Niemal 80 tys. euro, czyli ok. 350 tys. zł zarobiła michałowska stadnina na sobotniej Zimowej Aukcji Koni Arabskich Czystej Krwi.
Jedynie trzy z 14 wystawionych na licytację koni, nie znalazły nabywców. Z kolei za największą kwotę sprzedana została klacz Esmoriana. Kupiec zapłacił za nią 19 tys. euro.
– To dobry wynik. Większość koni osiągnęła zakładaną przez nas kwotę – ocenia prezes stadniny Marek Skomorowski. – Jestem bardzo zadowolony. Konie cieszyły się dużym zainteresowaniem. Mało brakowało do osiągnięcia cen rezerwowych. Uważam, że ta sobota dla stadniny była dniem udanym. Licytacja michałowskich koni wzbudziła zainteresowanie na całym świecie. Byli nią zainteresowani m.in. Duńczycy, Niemcy, Amerykanie, Izraelczycy, ale i Polacy.

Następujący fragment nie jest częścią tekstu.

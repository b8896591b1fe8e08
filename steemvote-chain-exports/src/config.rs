use serde::Deserialize;
use steemvote_time::SteemTime;

/// Chain client configuration
#[derive(Debug, Clone, Deserialize)]
pub struct ChainConfig {
    /// JSON-RPC endpoint of a Steem node, used for reads
    pub node_url: String,
    /// JSON-RPC endpoint of a wallet holding the voter's posting key
    pub wallet_url: String,
    /// account casting the votes
    pub voter: String,
    /// upper bound of a single chain call
    pub rpc_timeout: SteemTime,
    /// vote weight in basis points (10000 = 100%)
    pub vote_weight: u16,
}
// Copyright (c) 2022 THE STEEMVOTE AUTHORS

//! # General description
//!
//! VoteStore is a wrapper around a RocksDB database (on disk) recording every
//! content the bot voted for, so that a restart never leads to a second vote.
//!
//! # RocksDB
//!
//! We use 2 rocksdb columns:
//! * votes: key `author/permlink` (utf-8) -> value `voted_at` (u64 millis, big endian)
//! * metadata: key `v` -> schema version (u32, big endian)
//!
//! # Schema version
//!
//! A fresh database is stamped with `SCHEMA_VERSION`. Opening a database whose
//! version is outside `MIN_SUPPORTED_SCHEMA_VERSION..=SCHEMA_VERSION` fails
//! with `DBVersionError` and leaves the files untouched. A database holding
//! votes but no version tag was written before versioning and is reported as
//! version 0.
//!
//! # Durability
//!
//! Each vote is written in its own batch with `sync` enabled, so it is on disk
//! once `record_vote` returns.

mod vote_store;

pub use crate::vote_store::*;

W aukcji, zarówno na miejscu, jak i w licytacji internetowej wzięło udział ok. 30 osób – mówił w rozmowie z Radiem Kielce prezes stadniny.
Mariusz Liśkiewicz, główny specjalista ds. treningu i prezentacji koni podkreśla, że klacze i ogiery wystawione na sprzedaż może nie były najcenniejsze, nie mniej jednak kilka z nich było naprawdę dobrych, stąd też duże zainteresowanie aukcją.
– Jak na pierwszą aukcję w tym roku, trochę zarobiliśmy. Nie mamy noża na gardle. Była to próba zbadania rynku m.in. czy w czasie pandemii jest popyt na konie arabskie i zainteresowanie ze strony kupców. Jak na przeciętne konie, aukcja była niezła – zaznaczył.
Wśród licytujących była m.in. Magdalena Głód ze Stadniny Koni w Kurozwękach. Jak mówiła – nie licytowała za wszelką cenę, lecz w granicach rozsądku. Dodała, że w tym roku nie udało się jej wylicytować stanówki ogiera Ferrum, który m.in. w 2020 roku zdobył tytuł Best in Show Narodowego Pokazu Koni Arabskich w Janowie Podlaskim.
– Liczę, że być może uda się w przyszłym sezonie. Aukcja była super. Ceny koni były na dobrym poziomie – podkreśliła.
Licytację poprzedziło zwiedzanie stajni. Do godz. 13.00 można było podziwiać wszystkie zwierzęta.
Podczas aukcji można było kupić 14 koni zarówno z hodowli państwowych, jak i prywatnych w tym m.in. źrebne klacze, noszące w sobie potomstwo wybitnych ogierów – Parisa, Moriona i Equatora – tegorocznego Platynowego Czempiona Świata oraz klacz ze źrebięciem urodzonym 10 stycznia. Sprzedano również pięć stanówek, czyli zapłodnienia przez ogiera Ferrum – dwie za 2,5 tys. euro, kolejną za 2,6 tys. euro, czwartą za 3 tys. euro i piątą za 2,7 tys. euro.